Both Mueller and whistle-blower Rowley will be pressed hard about the FBI's many problems and the wisdom of the new rules when they testify on Capitol Hill this week. Bureau veterans are the first to say that little in last fall's antiterrorism bill or last week's new rules would have helped stop the hijackers as they went about planning their strike. The problem was not just that clues pointing to the 19 terrorists weren't discovered; it was also that wispy evidence and agents' observations about the possibility of hijackings weren't being analyzed, evaluated and judged for their meaning. That's one reason insiders say the most important reform may be Mueller's creation of an Office of Intelligence, staffed with foreign-language speakers and regional experts who will report to FBI counterterrorism chief Dale Watson. "For years," says a former Justice official, "the analysts were not the heroes of this agency. Nobody wanted to be one. Nobody wanted to listen to them."

So can the FBI turn itself into a domestic CIA? "The question now is, How quickly can you change a complex political culture?" says Joseph Nye, dean of Harvard's Kennedy School of Government. Spy agencies such as the CIA are all about cracking codes, uncovering secrets. "During the cold war," Nye says, "they didn't believe it was important unless you had to steal it. But some of the biggest and hardest questions are mysteries--and most of the answers to a mystery are available in the public domain and just have to be assembled." At the FBI, "getting people to sit in the back office and connect dots has not been their strong suit. Now they know they have to do it. The question is, Will they?"

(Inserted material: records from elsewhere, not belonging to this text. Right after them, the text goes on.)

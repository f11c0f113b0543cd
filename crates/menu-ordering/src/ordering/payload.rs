//! Nested Payload Builder
//!
//! Merges the category draft and the per-category item drafts over the
//! last-known-good tree into the single nested save payload.

use std::collections::{BTreeMap, HashMap};

use serde::{Deserialize, Serialize};

use crate::domain::{Category, CategoryId, ItemId, OrderEntry};

use super::collection::OrderedCollection;
use super::dirty::DirtyTracker;

/// One category of the nested save payload
#[derive(Debug, Clone, PartialEq, Eq, Serialize, Deserialize)]
pub struct CategoryOrderPayload {
    pub id: CategoryId,
    pub order: u32,
    pub items: Vec<OrderEntry<ItemId>>,
}

/// Build the payload for every category and every item of `snapshot`.
///
/// - category order: the draft's order when the draft is non-empty and
///   names the category, otherwise the category's index in `snapshot`
/// - items: the category's item draft if present, otherwise its own items
///   sorted by `order` and renumbered densely
pub fn build_nested_payload(
    snapshot: &[Category],
    category_draft: &[OrderEntry<CategoryId>],
    item_drafts: &BTreeMap<CategoryId, Vec<OrderEntry<ItemId>>>,
) -> Vec<CategoryOrderPayload> {
    let drafted: HashMap<&CategoryId, u32> = category_draft
        .iter()
        .map(|entry| (&entry.id, entry.order))
        .collect();

    snapshot
        .iter()
        .enumerate()
        .map(|(idx, category)| {
            let order = drafted.get(&category.id).copied().unwrap_or(idx as u32);

            let items = match item_drafts.get(&category.id) {
                Some(draft) => draft.clone(),
                None => OrderedCollection::from_unordered(category.items.clone())
                    .iter()
                    .map(|item| OrderEntry::new(item.id.clone(), item.order))
                    .collect(),
            };

            CategoryOrderPayload {
                id: category.id.clone(),
                order,
                items,
            }
        })
        .collect()
}

/// Convenience over [`build_nested_payload`] reading the drafts from a tracker
pub fn build_from_tracker(snapshot: &[Category], tracker: &DirtyTracker) -> Vec<CategoryOrderPayload> {
    build_nested_payload(snapshot, tracker.category_draft(), tracker.item_drafts())
}

#[cfg(test)]
mod tests {
    use super::*;
    use crate::domain::Item;

    fn menu() -> Vec<Category> {
        vec![
            Category::new("x", "X", 0).with_items(vec![
                Item::new("1", "One", 100, 0, "x"),
                Item::new("2", "Two", 100, 1, "x"),
                Item::new("3", "Three", 100, 2, "x"),
            ]),
            Category::new("y", "Y", 1).with_items(vec![
                Item::new("4", "Four", 100, 0, "y"),
                Item::new("5", "Five", 100, 1, "y"),
            ]),
        ]
    }

    fn item_ids(payload: &CategoryOrderPayload) -> Vec<&str> {
        payload.items.iter().map(|e| e.id.as_str()).collect()
    }

    #[test]
    fn test_clean_tree_falls_back_to_snapshot() {
        let payload = build_nested_payload(&menu(), &[], &BTreeMap::new());

        assert_eq!(payload.len(), 2);
        assert_eq!(payload[0].order, 0);
        assert_eq!(payload[1].order, 1);
        assert_eq!(item_ids(&payload[0]), vec!["1", "2", "3"]);
        assert_eq!(item_ids(&payload[1]), vec!["4", "5"]);
    }

    #[test]
    fn test_untouched_category_is_still_sent() {
        let mut drafts = BTreeMap::new();
        drafts.insert(
            CategoryId::from("x"),
            vec![
                OrderEntry::new(ItemId::from("3"), 0),
                OrderEntry::new(ItemId::from("1"), 1),
                OrderEntry::new(ItemId::from("2"), 2),
            ],
        );

        let payload = build_nested_payload(&menu(), &[], &drafts);

        assert_eq!(item_ids(&payload[0]), vec!["3", "1", "2"]);
        assert_eq!(payload[1].id, CategoryId::from("y"));
        assert_eq!(item_ids(&payload[1]), vec!["4", "5"]);
        assert_eq!(payload[1].items[1].order, 1);
    }

    #[test]
    fn test_stale_orders_are_normalized() {
        let mut tree = menu();
        tree[1].order = 9;
        tree[1].items[0].order = 5;
        tree[1].items[1].order = 2;

        let payload = build_nested_payload(&tree, &[], &BTreeMap::new());

        assert_eq!(payload[1].order, 1);
        assert_eq!(item_ids(&payload[1]), vec!["5", "4"]);
        assert_eq!(
            payload[1].items.iter().map(|e| e.order).collect::<Vec<_>>(),
            vec![0, 1]
        );
    }

    #[test]
    fn test_category_draft_wins() {
        let draft = vec![
            OrderEntry::new(CategoryId::from("y"), 0),
            OrderEntry::new(CategoryId::from("x"), 1),
        ];
        let payload = build_nested_payload(&menu(), &draft, &BTreeMap::new());

        assert_eq!(payload[0].id, CategoryId::from("x"));
        assert_eq!(payload[0].order, 1);
        assert_eq!(payload[1].order, 0);
    }

    #[test]
    fn test_rebuild_is_byte_identical() {
        let mut tracker = DirtyTracker::new();
        tracker.mark_category_order(vec![
            OrderEntry::new(CategoryId::from("y"), 0),
            OrderEntry::new(CategoryId::from("x"), 1),
        ]);

        let first = serde_json::to_vec(&build_from_tracker(&menu(), &tracker)).unwrap();
        let second = serde_json::to_vec(&build_from_tracker(&menu(), &tracker)).unwrap();
        assert_eq!(first, second);
    }
}
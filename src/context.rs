//! Application Context
//!
//! Shared state provided via Leptos Context API.

use gloo_timers::future::TimeoutFuture;
use leptos::prelude::*;
use leptos::task::spawn_local;

use crate::models::{Toast, ToastKind};

const TOAST_VISIBLE_MS: u32 = 4000;

/// App-wide signals provided via context
#[derive(Clone, Copy)]
pub struct AppContext {
    /// Trigger to reload the menu list - read
    pub reload_trigger: ReadSignal<u32>,
    /// Trigger to reload the menu list - write
    set_reload_trigger: WriteSignal<u32>,
    /// Currently shown toast
    pub toast: ReadSignal<Option<Toast>>,
    set_toast: WriteSignal<Option<Toast>>,
    next_toast_id: StoredValue<u32>,
}

impl AppContext {
    pub fn new(
        reload_trigger: (ReadSignal<u32>, WriteSignal<u32>),
        toast: (ReadSignal<Option<Toast>>, WriteSignal<Option<Toast>>),
    ) -> Self {
        Self {
            reload_trigger: reload_trigger.0,
            set_reload_trigger: reload_trigger.1,
            toast: toast.0,
            set_toast: toast.1,
            next_toast_id: StoredValue::new(0),
        }
    }

    /// Trigger a reload of the menu list
    pub fn reload(&self) {
        self.set_reload_trigger.update(|v| *v += 1);
    }

    pub fn notify_success(&self, message: impl Into<String>) {
        let message = message.into();
        let _ = rolling_logger::info(&message);
        self.show_toast(ToastKind::Success, message);
    }

    pub fn notify_error(&self, message: impl Into<String>) {
        let message = message.into();
        let _ = rolling_logger::error(&message);
        self.show_toast(ToastKind::Error, message);
    }

    pub fn dismiss_toast(&self) {
        self.set_toast.set(None);
    }

    fn show_toast(&self, kind: ToastKind, message: String) {
        self.next_toast_id.update_value(|id| *id += 1);
        let id = self.next_toast_id.get_value();
        self.set_toast.set(Some(Toast { id, kind, message }));

        // only hide the toast this call showed
        let toast = self.toast;
        let set_toast = self.set_toast;
        spawn_local(async move {
            TimeoutFuture::new(TOAST_VISIBLE_MS).await;
            if toast.with_untracked(|t| t.as_ref().map(|t| t.id)) == Some(id) {
                set_toast.set(None);
            }
        });
    }
}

Any move to make it easier for federal agents to track what private citizens do privately, though, makes libertarians on the left and right edgy. On Friday, House Judiciary Committee chairman James Sensenbrenner, a conservative Republican, said he was "deeply troubled by the Department of Justice's failure to consult with Congress over changes to investigative policies that have been in place for more than 20 years." Civil libertarians warned that however sensible the reforms sounded, the potential for abuse by "cowboy" agents was great and that the letter and spirit of the Constitution do not endorse the sacrifice of privacy for security. "You could make the country safer from terror by attending every meeting at every mosque, but do you want to do that?" asks Robert Litt, a top Justice official under Janet Reno. "The question will be, What do they do and where do they go with this new power?" Polls have consistently shown a public willingness to trade some privacy for security. The harder questions are, Whose privacy, and how much, and will it actually do any good?